I'm sure you have your own similar (or worse) statistics. What a waste! (And thanks to all the developers and administrators who've make this problem much less intrusive to ordinary users, leaving it to people like Bob who have to shovel out the sh*t. Ordinary users still think spam is bad, but they don't really know just how bad....)


tags:   | comments: 18   | Sphere It
submit:

 
Previous  |  Next

0 TrackBacks

TrackBack URL for this entry: http://blogs.oreilly.com/cgi-bin/mt/mt-t.cgi/4738

Comments: 18

  Claus [06.19.06 06:58 AM]

If you are rejecting messages based on SORBS you most likely have lots of false positives in your spam test and you're throwing out tons of ham with your spam.
The SORBS blacklisters are very, very eager to block, have obscure testing criteria and have a policy of demanding a ransom to delist IPs.
Among other things they often (if not always?) blocks all mail coming from GMail.

  Ned Baldessin [06.19.06 07:06 AM]

Blocking email that has no subject seems harsh. There are situations (quickly sending a link while on the phone for example) where a subject isn't necessary.

  adamsj [06.19.06 07:25 AM]

Something is very, very wrong with how this post displays. Tim, you might want to check how you coded your post.

  Marc Hedlund [06.19.06 07:58 AM]

adamsj,

Boy, were you right. Thanks for the comments; I've made some fixes.

  Bob Aman [06.19.06 08:16 AM]

I've had a lot of trouble with both SORBS and SpamCop blocking my perfectly legit mail as well.

  Justin Mason [06.19.06 09:28 AM]

ick; I'll double up on those "watch out for SORBS FPs" comments. IMO, it's not something that should be used for front-line binary accept/reject decisions; instead, leave that to a scoring-based fuzzy filter like our own SpamAssassin -- good to see you're using it. ;)

The Spamhaus lists are always reliable, however...

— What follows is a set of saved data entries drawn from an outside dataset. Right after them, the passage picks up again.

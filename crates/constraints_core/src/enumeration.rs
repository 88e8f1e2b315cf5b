//! Enum types as seen by enum-membership constraints.
//!
//! An [`EnumType`] is an ordered list of variants. Each variant exposes up to
//! three string views, one per [`Accessor`]: its business code, its declared
//! name, and its value-of string. Rust enums describe themselves through
//! [`ConstraintEnum`]; declaration files build [`EnumType`]s directly.

use crate::{ConfigError, EnumValue, Value};
use std::fmt;
use std::str::FromStr;

/// The string view used to derive a comparable code from an enum variant.
#[derive(Debug, Clone, Copy, PartialEq, Eq, Hash, Default)]
pub enum Accessor {
    /// The variant's business code
    #[default]
    Code,
    /// The variant's declared name
    Name,
    /// The variant's value-of string (defaults to its declared name)
    ValueOf,
}

impl Accessor {
    /// All accessor kinds, in lookup order.
    pub const ALL: [Accessor; 3] = [Accessor::Code, Accessor::Name, Accessor::ValueOf];

    /// Returns the canonical accessor name.
    pub fn as_str(&self) -> &'static str {
        match self {
            Accessor::Code => "getCode",
            Accessor::Name => "name",
            Accessor::ValueOf => "valueOf",
        }
    }
}

impl fmt::Display for Accessor {
    fn fmt(&self, f: &mut fmt::Formatter<'_>) -> fmt::Result {
        f.write_str(self.as_str())
    }
}

impl FromStr for Accessor {
    type Err = ConfigError;

    fn from_str(s: &str) -> Result<Self, Self::Err> {
        match s {
            "" => Err(ConfigError::EmptyAccessor),
            "getCode" | "code" | "by_code" => Ok(Accessor::Code),
            "name" | "by_name" => Ok(Accessor::Name),
            "valueOf" | "value_of" | "by_value_of" => Ok(Accessor::ValueOf),
            other => Err(ConfigError::UnknownAccessor(other.to_string())),
        }
    }
}

/// One declared variant of an enum type.
#[derive(Debug, Clone, PartialEq, Eq)]
pub struct EnumVariant {
    name: String,
    code: Option<String>,
    value: Option<String>,
}

impl EnumVariant {
    /// Creates a variant with the given declared name.
    pub fn new(name: impl Into<String>) -> Self {
        Self {
            name: name.into(),
            code: None,
            value: None,
        }
    }

    /// Sets the business code.
    pub fn with_code(mut self, code: impl Into<String>) -> Self {
        self.code = Some(code.into());
        self
    }

    /// Sets the value-of string.
    pub fn with_value(mut self, value: impl Into<String>) -> Self {
        self.value = Some(value.into());
        self
    }

    /// Returns the declared name.
    pub fn name(&self) -> &str {
        &self.name
    }

    /// Returns the business code, if the enum type has one.
    pub fn code(&self) -> Option<&str> {
        self.code.as_deref()
    }

    /// Returns the value-of string.
    pub fn value_of(&self) -> &str {
        self.value.as_deref().unwrap_or(&self.name)
    }
}

/// An enum type: a name plus its variants in declaration order.
#[derive(Debug, Clone, PartialEq, Eq)]
pub struct EnumType {
    name: String,
    variants: Vec<EnumVariant>,
}

impl EnumType {
    /// Creates an enum type without variants.
    pub fn new(name: impl Into<String>) -> Self {
        Self {
            name: name.into(),
            variants: Vec::new(),
        }
    }

    /// Appends a variant.
    pub fn variant(mut self, variant: EnumVariant) -> Self {
        self.variants.push(variant);
        self
    }

    /// Describes a Rust enum implementing [`ConstraintEnum`].
    pub fn of<E: ConstraintEnum>() -> Self {
        let variants = E::variants()
            .iter()
            .map(|v| {
                let mut variant = EnumVariant::new(v.name()).with_value(v.value_of());
                if let Some(code) = v.code() {
                    variant = variant.with_code(code);
                }
                variant
            })
            .collect();

        Self {
            name: E::type_name().to_string(),
            variants,
        }
    }

    /// Returns the type name, which is also its identity.
    pub fn name(&self) -> &str {
        &self.name
    }

    /// Returns the variants in declaration order.
    pub fn variants(&self) -> &[EnumVariant] {
        &self.variants
    }

    /// Returns the position of the variant with the given declared name.
    pub fn position(&self, variant_name: &str) -> Option<usize> {
        self.variants.iter().position(|v| v.name == variant_name)
    }

    /// Builds a runtime value holding the named variant of this type.
    pub fn value(&self, variant_name: impl Into<String>) -> Value {
        Value::Enum(EnumValue::new(self.name.clone(), variant_name))
    }
}

/// A Rust enum usable with enum-membership constraints.
///
/// ```rust
/// use constraints_core::{ConstraintEnum, EnumType};
///
/// #[derive(Debug, Clone, Copy, PartialEq, Eq)]
/// enum Sex {
///     Man,
///     Female,
/// }
///
/// impl ConstraintEnum for Sex {
///     fn variants() -> &'static [Self] {
///         &[Sex::Man, Sex::Female]
///     }
///
///     fn name(&self) -> &'static str {
///         match self {
///             Sex::Man => "MAN",
///             Sex::Female => "FEMALE",
///         }
///     }
///
///     fn code(&self) -> Option<&'static str> {
///         Some(match self {
///             Sex::Man => "man",
///             Sex::Female => "female",
///         })
///     }
/// }
///
/// let sex = EnumType::of::<Sex>();
/// assert_eq!(sex.variants().len(), 2);
/// assert_eq!(sex.variants()[1].code(), Some("female"));
/// ```
pub trait ConstraintEnum: Sized + 'static {
    /// All variants in declaration order.
    fn variants() -> &'static [Self];

    /// The declared variant name.
    fn name(&self) -> &'static str;

    /// The business code. Enums without codes cannot use [`Accessor::Code`].
    fn code(&self) -> Option<&'static str> {
        None
    }

    /// The value-of string.
    fn value_of(&self) -> String {
        self.name().to_string()
    }

    /// The enum type identity.
    ///
    /// Defaults to [`std::any::type_name`], which is module-qualified
    /// (`my_crate::model::Sex`). A field declared as `FieldType::Enum("Sex")`
    /// only accepts this enum when `type_name` is overridden to return `"Sex"`.
    fn type_name() -> &'static str {
        std::any::type_name::<Self>()
    }

    /// Wraps this variant as a runtime value.
    fn to_value(&self) -> Value {
        Value::Enum(EnumValue::new(Self::type_name(), self.name()))
    }
}
//! Schema initialization.
//!
//! A [`CompiledSchema`] is the initialized form of a [`Schema`]: every
//! constraint has its validator built, every nested schema is compiled, and
//! every configuration error has been reported. It is immutable afterwards
//! and can be shared across threads.

use crate::{ConstraintValidator, ValidatorRegistry};
use constraints_core::{
    ConfigError, ConfigResult, ConstraintDescriptor, ConstraintKind, FieldSpec, FieldType, Group,
    Schema,
};
use std::sync::Arc;
use tracing::debug;

/// One initialized constraint.
#[derive(Debug)]
pub struct CompiledConstraint {
    /// Constraint tag, e.g. `enum`
    pub tag: String,

    /// Message reported on failure
    pub message: String,

    /// Declared groups; empty means default only
    pub groups: Vec<Group>,

    /// The built validator
    pub validator: Box<dyn ConstraintValidator>,
}

/// One initialized field.
#[derive(Debug)]
pub struct CompiledField {
    /// Field name
    pub name: String,

    /// Constraints in declaration order
    pub constraints: Vec<CompiledConstraint>,

    /// Nested schema present values are validated against
    pub nested: Option<Arc<CompiledSchema>>,
}

/// Initialized schema of one type.
#[derive(Debug)]
pub struct CompiledSchema {
    /// Type name
    pub name: String,

    /// Fields in declaration order
    pub fields: Vec<CompiledField>,
}

impl CompiledSchema {
    /// Initializes `schema` against `registry`.
    ///
    /// # Errors
    ///
    /// Any [`ConfigError`] raised while building a validator, plus:
    /// - [`ConfigError::DuplicateField`] if a field is declared twice
    /// - [`ConfigError::TypeMismatch`] if a constraint is attached to a field
    ///   whose declared type it cannot handle
    /// - [`ConfigError::InvalidNestedMarker`] if a field carries two `valid`
    ///   markers or a grouped one
    pub fn compile(schema: &Schema, registry: &ValidatorRegistry) -> ConfigResult<Self> {
        schema.check_unique_fields()?;

        let fields = schema
            .fields
            .iter()
            .map(|field| compile_field(field, registry))
            .collect::<ConfigResult<Vec<_>>>()?;

        debug!(
            schema = %schema.name,
            fields = fields.len(),
            constraints = fields.iter().map(|f| f.constraints.len()).sum::<usize>(),
            "Compiled schema"
        );

        Ok(Self {
            name: schema.name.clone(),
            fields,
        })
    }

    /// Looks up a field by name.
    pub fn field(&self, name: &str) -> Option<&CompiledField> {
        self.fields.iter().find(|f| f.name == name)
    }
}

fn compile_field(field: &FieldSpec, registry: &ValidatorRegistry) -> ConfigResult<CompiledField> {
    let mut constraints = Vec::with_capacity(field.constraints.len());
    let mut nested = None;

    for descriptor in &field.constraints {
        match &descriptor.kind {
            ConstraintKind::Valid { schema } => {
                if nested.is_some() {
                    return Err(ConfigError::InvalidNestedMarker {
                        field: field.name.clone(),
                        reason: "declares more than one nested schema".to_string(),
                    });
                }
                if !descriptor.groups.is_empty() {
                    return Err(ConfigError::InvalidNestedMarker {
                        field: field.name.clone(),
                        reason: "nested validation cannot be restricted to groups".to_string(),
                    });
                }
                if let Some(declared) = &field.field_type {
                    if !matches!(declared, FieldType::Object | FieldType::List) {
                        return Err(ConfigError::type_mismatch(
                            &field.name,
                            "valid",
                            "object or list",
                            declared.to_string(),
                        ));
                    }
                }
                nested = Some(Arc::new(CompiledSchema::compile(schema, registry)?));
            }
            _ => constraints.push(compile_constraint(descriptor, field, registry)?),
        }
    }

    Ok(CompiledField {
        name: field.name.clone(),
        constraints,
        nested,
    })
}

fn compile_constraint(
    descriptor: &ConstraintDescriptor,
    field: &FieldSpec,
    registry: &ValidatorRegistry,
) -> ConfigResult<CompiledConstraint> {
    let validator = registry.create(descriptor, &field.name)?;
    let tag = descriptor.kind.tag().to_string();

    if let Some(declared) = &field.field_type {
        if !validator.accepts(declared) {
            return Err(ConfigError::type_mismatch(
                &field.name,
                tag,
                validator.expected_type(),
                declared.to_string(),
            ));
        }
    }

    Ok(CompiledConstraint {
        tag,
        message: descriptor.message.clone(),
        groups: descriptor.groups.clone(),
        validator,
    })
}
//! Group resolution.

use constraints_core::Group;

/// Decides whether a constraint takes part in a validation call.
///
/// An empty requested set behaves as `{DEFAULT}`, and so does a constraint
/// declared without groups. A constraint is active when the two sets share
/// at least one group. Naming a non-default group does not pull in
/// default-group constraints.
#[derive(Debug, Clone, Copy, Default)]
pub struct GroupResolver;

impl GroupResolver {
    /// Returns true if a constraint declared with `declared` is active for a
    /// call requesting `requested`.
    pub fn is_active(declared: &[Group], requested: &[Group]) -> bool {
        let default = [Group::DEFAULT];
        let declared = if declared.is_empty() {
            &default[..]
        } else {
            declared
        };
        let requested = if requested.is_empty() {
            &default[..]
        } else {
            requested
        };
        declared.iter().any(|group| requested.contains(group))
    }
}
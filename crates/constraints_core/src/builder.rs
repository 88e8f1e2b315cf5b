//! Builder pattern for declaring schemas.
//!
//! This module provides ergonomic builders for constructing schemas
//! and their fields with a fluent API.

use crate::{ConstraintDescriptor, FieldSpec, FieldType, Schema};

/// Builder for creating a `Schema`.
///
/// # Example
///
/// ```rust
/// use constraints_core::{ConstraintDescriptor, FieldBuilder, SchemaBuilder};
///
/// let address = SchemaBuilder::new("Address")
///     .field(
///         FieldBuilder::new("addressInfo")
///             .constraint(ConstraintDescriptor::not_empty().message("address info is required"))
///             .build(),
///     )
///     .build();
///
/// let account = SchemaBuilder::new("Account")
///     .field(FieldBuilder::new("id").not_null().build())
///     .field(FieldBuilder::new("address").not_null().valid(address).build())
///     .build();
///
/// assert_eq!(account.fields.len(), 2);
/// assert_eq!(account.fields[1].constraints.len(), 2);
/// ```
#[derive(Debug)]
pub struct SchemaBuilder {
    name: String,
    fields: Vec<FieldSpec>,
}

impl SchemaBuilder {
    /// Creates a new schema builder for the named type.
    pub fn new(name: impl Into<String>) -> Self {
        Self {
            name: name.into(),
            fields: Vec::new(),
        }
    }

    /// Adds a field. Declaration order is validation order.
    pub fn field(mut self, field: FieldSpec) -> Self {
        self.fields.push(field);
        self
    }

    /// Adds multiple fields.
    pub fn fields(mut self, fields: Vec<FieldSpec>) -> Self {
        self.fields.extend(fields);
        self
    }

    /// Builds the schema.
    pub fn build(self) -> Schema {
        Schema {
            name: self.name,
            fields: self.fields,
        }
    }
}

/// Builder for creating a `FieldSpec`.
///
/// # Example
///
/// ```rust
/// use constraints_core::{ConstraintDescriptor, FieldBuilder, FieldType};
///
/// let field = FieldBuilder::new("mobile")
///     .field_type(FieldType::String)
///     .constraint(ConstraintDescriptor::mobile().strict(false))
///     .build();
///
/// assert_eq!(field.name, "mobile");
/// ```
#[derive(Debug)]
pub struct FieldBuilder {
    name: String,
    field_type: Option<FieldType>,
    constraints: Vec<ConstraintDescriptor>,
}

impl FieldBuilder {
    /// Creates a new field builder.
    pub fn new(name: impl Into<String>) -> Self {
        Self {
            name: name.into(),
            field_type: None,
            constraints: Vec::new(),
        }
    }

    /// Sets the declared field type.
    pub fn field_type(mut self, field_type: FieldType) -> Self {
        self.field_type = Some(field_type);
        self
    }

    /// Adds a constraint.
    pub fn constraint(mut self, constraint: ConstraintDescriptor) -> Self {
        self.constraints.push(constraint);
        self
    }

    /// Adds a not-null constraint with the default message.
    pub fn not_null(self) -> Self {
        self.constraint(ConstraintDescriptor::not_null())
    }

    /// Adds a not-empty constraint with the default message.
    pub fn not_empty(self) -> Self {
        self.constraint(ConstraintDescriptor::not_empty())
    }

    /// Marks the field for nested validation against `schema`.
    pub fn valid(self, schema: Schema) -> Self {
        self.constraint(ConstraintDescriptor::valid(schema))
    }

    /// Builds the field.
    pub fn build(self) -> FieldSpec {
        FieldSpec {
            name: self.name,
            field_type: self.field_type,
            constraints: self.constraints,
        }
    }
}

#[cfg(test)]
mod tests {
    use super::*;
    use crate::ConstraintKind;
    use pretty_assertions::assert_eq;

    #[test]
    fn test_field_builder() {
        let field = FieldBuilder::new("username")
            .field_type(FieldType::String)
            .not_empty()
            .build();

        assert_eq!(field.name, "username");
        assert_eq!(field.field_type, Some(FieldType::String));
        assert_eq!(field.constraints.len(), 1);
        assert_eq!(field.constraints[0].kind, ConstraintKind::NotEmpty);
    }

    #[test]
    fn test_schema_builder_preserves_order() {
        let schema = SchemaBuilder::new("Account")
            .field(FieldBuilder::new("id").build())
            .fields(vec![
                FieldBuilder::new("username").build(),
                FieldBuilder::new("address").build(),
            ])
            .build();

        let names: Vec<&str> = schema.fields.iter().map(|f| f.name.as_str()).collect();
        assert_eq!(names, vec!["id", "username", "address"]);
        assert!(schema.field("username").is_some());
        assert!(schema.field("email").is_none());
    }
}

  Matt Riffle [06.19.06 10:15 AM]

I'll go ahead and pile on -- I've seen enough problems with SORBS that I couldn't recommend actually rejecting mail at SMTP time because of it. Using it as part of SpamAssassin's suite of such checks is about as far as I'd go.

-Matt

  Martin [06.19.06 10:23 AM]

A quick me too on SORBS. As far as I know several large German free mail providers are blocked in SORBS, for no reason they can fix.

  Bob Amen [06.19.06 02:49 PM]

So far in the three or so years we've been using SORBS I've only had one false positive. I know a lot of people don't like SORBS but I've had very good results with their black list. Every time I've investigated a listing, it's always been right on. Also, we don't use their more controversial lists. We only use the dul, zombie and nomail lists:

dul.dnsbl.sorbs.net - Dynamic IP Address ranges (NOT a Dial Up list!)
nomail.rhsbl.sorbs.net - List of domain names where the owners have indicated no email should ever originate from these domains.

zombie.dnsbl.sorbs.net - List of networks hijacked from their original owners, some of which have already been used for spamming.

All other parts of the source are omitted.